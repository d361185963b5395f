//! Linux xsel clipboard tool.

use super::{pipe_text, tool_exists};
use crate::clipboard::result::CopyMethod;
use crate::clipboard::tool::{CopyTool, CopyToolError};

/// Linux X11 clipboard tool using xsel.
pub struct Xsel;

impl Xsel {
    pub fn new() -> Self {
        Self
    }
}

impl CopyTool for Xsel {
    fn method(&self) -> CopyMethod {
        CopyMethod::Xsel
    }

    fn is_available(&self) -> bool {
        cfg!(target_os = "linux") && tool_exists("xsel")
    }

    fn try_copy_text(&self, text: &str) -> Result<(), CopyToolError> {
        pipe_text("xsel", &["--clipboard", "--input"], text)
    }
}

impl Default for Xsel {
    fn default() -> Self {
        Self::new()
    }
}
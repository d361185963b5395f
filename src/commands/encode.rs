//! Encode command handler

use anyhow::Result;
use std::path::PathBuf;
use tracing::debug;

use chromatext::ansi::LinePolicy;
use chromatext::cli::StyleSpec;
use chromatext::{Config, Editor};

use super::{clipboard, read_file, read_piped_stdin, report_copy};

/// Options for the encode command, straight from the CLI.
pub struct EncodeArgs {
    pub text: Option<String>,
    pub file: Option<PathBuf>,
    pub styles: Vec<StyleSpec>,
    pub line_policy: Option<LinePolicy>,
    pub copy: bool,
    pub no_fence: bool,
}

/// Style the input text and print the ansi block.
pub fn handle(args: EncodeArgs) -> Result<()> {
    let config = Config::load()?;

    let text = match (args.text, args.file) {
        (Some(text), _) => text,
        (None, Some(path)) => read_file(&path)?,
        (None, None) => match read_piped_stdin()? {
            Some(text) => text,
            None => config.editor.initial_text.clone(),
        },
    };

    let editor = build_editor(text, &args.styles);

    let mut options = config.encode_options();
    if let Some(policy) = args.line_policy {
        options.line_policy = policy;
    }
    if args.no_fence {
        options.fence = false;
    }

    println!("{}", editor.export(&options));

    if args.copy || config.clipboard.enabled {
        report_copy(editor.copy_to(&clipboard(&config), &options));
    }
    Ok(())
}

/// Apply `styles` in order, warning about selections that cover no text.
pub(crate) fn build_editor(text: String, styles: &[StyleSpec]) -> Editor {
    let mut editor = Editor::new(text);
    for spec in styles {
        let selected = editor.document().selected_text(spec.selection);
        if selected.trim().is_empty() {
            eprintln!(
                "Warning: selection {} covers no text, skipping style {}",
                spec.selection,
                spec.code.name()
            );
            continue;
        }
        editor.apply(spec.selection, spec.code);
        debug!(
            selection = %spec.selection,
            code = spec.code.number(),
            text = %selected,
            "Styled selection"
        );
    }
    editor
}
//! Clipboard sink for exported text.
//!
//! Platform tools (`pbcopy` on macOS; `wl-copy`, `xclip`, `xsel` on Linux)
//! are tried in order until one accepts the text. A failed copy is reported
//! to the caller once; the document being exported is never touched.
//!
//! # Example
//!
//! ```ignore
//! use chromatext::clipboard::copy::Copy;
//!
//! let result = Copy::new().max_size(64 * 1024).text("```ansi\nhello\n```")?;
//! println!("{}", result.message("ansi block"));
//! ```

pub mod copy;
mod error;
mod result;
pub mod tool;
pub mod tools;

pub use error::{ClipboardError, MAX_CONTENT_SIZE};
pub use result::{CopyMethod, CopyResult};
//! macOS pbcopy clipboard tool.

use std::process::Command;

use super::pipe_command;
use crate::clipboard::result::CopyMethod;
use crate::clipboard::tool::{CopyTool, CopyToolError};

/// macOS pasteboard tool.
pub struct Pbcopy;

impl Pbcopy {
    pub fn new() -> Self {
        Self
    }
}

impl CopyTool for Pbcopy {
    fn method(&self) -> CopyMethod {
        CopyMethod::Pbcopy
    }

    fn is_available(&self) -> bool {
        cfg!(target_os = "macos")
    }

    fn try_copy_text(&self, text: &str) -> Result<(), CopyToolError> {
        // pbcopy decodes stdin using LANG; without it non-ASCII text is mangled
        let mut command = Command::new("pbcopy");
        if std::env::var_os("LANG").is_none() {
            command.env("LANG", "en_US.UTF-8");
        }
        pipe_command(command, text)
    }
}

impl Default for Pbcopy {
    fn default() -> Self {
        Self::new()
    }
}
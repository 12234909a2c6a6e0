//! 进度载荷归一化测试：状态串解析、进度钳制、缺省字段。

use crate::progress::{OverallProgress, ProgressStatus};
use crate::raw_json::progress::RawProgressPayload;

#[test]
fn status_parsing_covers_known_values() {
    assert_eq!(ProgressStatus::parse("idle"), ProgressStatus::Idle);
    assert_eq!(ProgressStatus::parse("not_started"), ProgressStatus::Idle);
    assert_eq!(ProgressStatus::parse(""), ProgressStatus::Idle);
    assert_eq!(ProgressStatus::parse("starting"), ProgressStatus::Starting);
    assert_eq!(ProgressStatus::parse("Fetching"), ProgressStatus::Fetching);
    assert_eq!(
        ProgressStatus::parse("DOWNLOADING"),
        ProgressStatus::Downloading
    );
    assert_eq!(ProgressStatus::parse("complete"), ProgressStatus::Complete);
    assert_eq!(
        ProgressStatus::parse("Completed"),
        ProgressStatus::Completed
    );
    assert_eq!(ProgressStatus::parse("error"), ProgressStatus::Error);
}

#[test]
fn unknown_status_survives_as_other() {
    let status = ProgressStatus::parse("re-encoding");
    assert_eq!(status, ProgressStatus::Other("re-encoding".to_string()));
    assert_eq!(status.as_str(), "re-encoding");
    assert!(!status.is_finished());
}

#[test]
fn progress_is_clamped_at_the_boundary() {
    let payload: RawProgressPayload = serde_json::from_str(
        r#"{"overall":{"status":"downloading","progress":133.7}}"#,
    )
    .unwrap();
    assert_eq!(payload.normalize().overall.progress, 100.0);

    let payload: RawProgressPayload = serde_json::from_str(
        r#"{"overall":{"progress":-5},"files":{"a.mp4":{"progress":250}}}"#,
    )
    .unwrap();
    let snapshot = payload.normalize();
    assert_eq!(snapshot.overall.progress, 0.0);
    assert_eq!(snapshot.files["a.mp4"].progress, 100.0);
}

#[test]
fn missing_fields_take_defaults() {
    let payload: RawProgressPayload = serde_json::from_str("{}").unwrap();
    let snapshot = payload.normalize();
    assert_eq!(snapshot.overall.status, ProgressStatus::Idle);
    assert_eq!(snapshot.overall.progress, 0.0);
    assert!(snapshot.overall.total.is_none());
    assert!(snapshot.files.is_empty());
}

#[test]
fn full_payload_normalizes_every_field() {
    let payload: RawProgressPayload = serde_json::from_str(
        r#"{
            "overall": {
                "status": "downloading",
                "progress": 62.5,
                "total": 8,
                "downloaded": 5,
                "message": "5/8 files"
            },
            "files": {
                "x.mp4": {"status": "downloading", "progress": 31},
                "y.jpg": {"status": "complete", "progress": 100}
            }
        }"#,
    )
    .unwrap();
    let snapshot = payload.normalize();
    assert_eq!(snapshot.overall.status, ProgressStatus::Downloading);
    assert_eq!(snapshot.overall.progress, 62.5);
    assert_eq!(snapshot.overall.total, Some(8));
    assert_eq!(snapshot.overall.downloaded, Some(5));
    assert_eq!(snapshot.overall.message.as_deref(), Some("5/8 files"));
    assert_eq!(snapshot.files.len(), 2);
    assert_eq!(snapshot.files["y.jpg"].status, "complete");
}

#[test]
fn terminal_condition_matches_threshold() {
    let mut overall = OverallProgress {
        status: ProgressStatus::Downloading,
        progress: 98.9,
        ..Default::default()
    };
    assert!(!overall.is_terminal());

    overall.progress = 99.0;
    assert!(overall.is_terminal());

    overall.progress = 10.0;
    overall.status = ProgressStatus::Complete;
    assert!(overall.is_terminal());
    overall.status = ProgressStatus::Completed;
    assert!(overall.is_terminal());
}
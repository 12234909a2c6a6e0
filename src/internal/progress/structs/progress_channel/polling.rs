//! 轮询回退：推送通道重连耗尽后的拉取循环。
//!
//! 对本通道实例而言轮询是终点：一旦进入就不再尝试推送传输。
//! 快照到达终态（完成或进度 ≥ 99%）后停止发请求。

use std::sync::Arc;

use tokio::time::{Instant, MissedTickBehavior, interval_at};
use tracing::{debug, info};

use super::runtime::{ChannelRuntime, PollExit};

impl ChannelRuntime {
    pub(crate) async fn polling_loop(&mut self) -> PollExit {
        let period = self.config.poll_interval;
        let mut ticker = interval_at(Instant::now() + period, period);
        ticker.set_missed_tick_behavior(MissedTickBehavior::Delay);

        loop {
            tokio::select! {
                biased;
                _ = self.consumer.recv() => return PollExit::Closed,
                _ = ticker.tick() => {
                    // 在本轮 await 完成前不会进入下一个 tick，天然不重叠
                    if self.poll_once().await {
                        return PollExit::Finished;
                    }
                }
            }
        }
    }

    /// 单次轮询；返回是否到达终态。
    ///
    /// 失败只记录日志，下个周期重试；对消费者唯一可见的影响是
    /// 更新暂时不再到达。
    async fn poll_once(&mut self) -> bool {
        let subject = self.subject.clone();
        let source = Arc::clone(&self.source);
        match source.fetch(&subject).await {
            Ok(snapshot) => {
                self.current = snapshot;
                self.deliver_current();
                if self.current.overall.is_terminal() {
                    info!(
                        "轮询已停止（状态: {}，进度 {:.0}%）",
                        self.current.overall.status,
                        self.current.overall.progress
                    );
                    return true;
                }
                false
            }
            Err(e) => {
                debug!("轮询失败，等待下个周期: {e}");
                false
            }
        }
    }
}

Problem statement: Your answer should be the lines above from the one containing "let selected = editor.document().selected_text(spec.selection);" through the one containing "copy is reported", copied exactly and with both ends kept.

Exercise solution:
        let selected = editor.document().selected_text(spec.selection);
        if selected.trim().is_empty() {
            eprintln!(
                "Warning: selection {} covers no text, skipping style {}",
                spec.selection,
                spec.code.name()
            );
            continue;
        }
        editor.apply(spec.selection, spec.code);
        debug!(
            selection = %spec.selection,
            code = spec.code.number(),
            text = %selected,
            "Styled selection"
        );
    }
    editor
}
//! Clipboard sink for exported text.
//!
//! Platform tools (`pbcopy` on macOS; `wl-copy`, `xclip`, `xsel` on Linux)
//! are tried in order until one accepts the text. A failed copy is reported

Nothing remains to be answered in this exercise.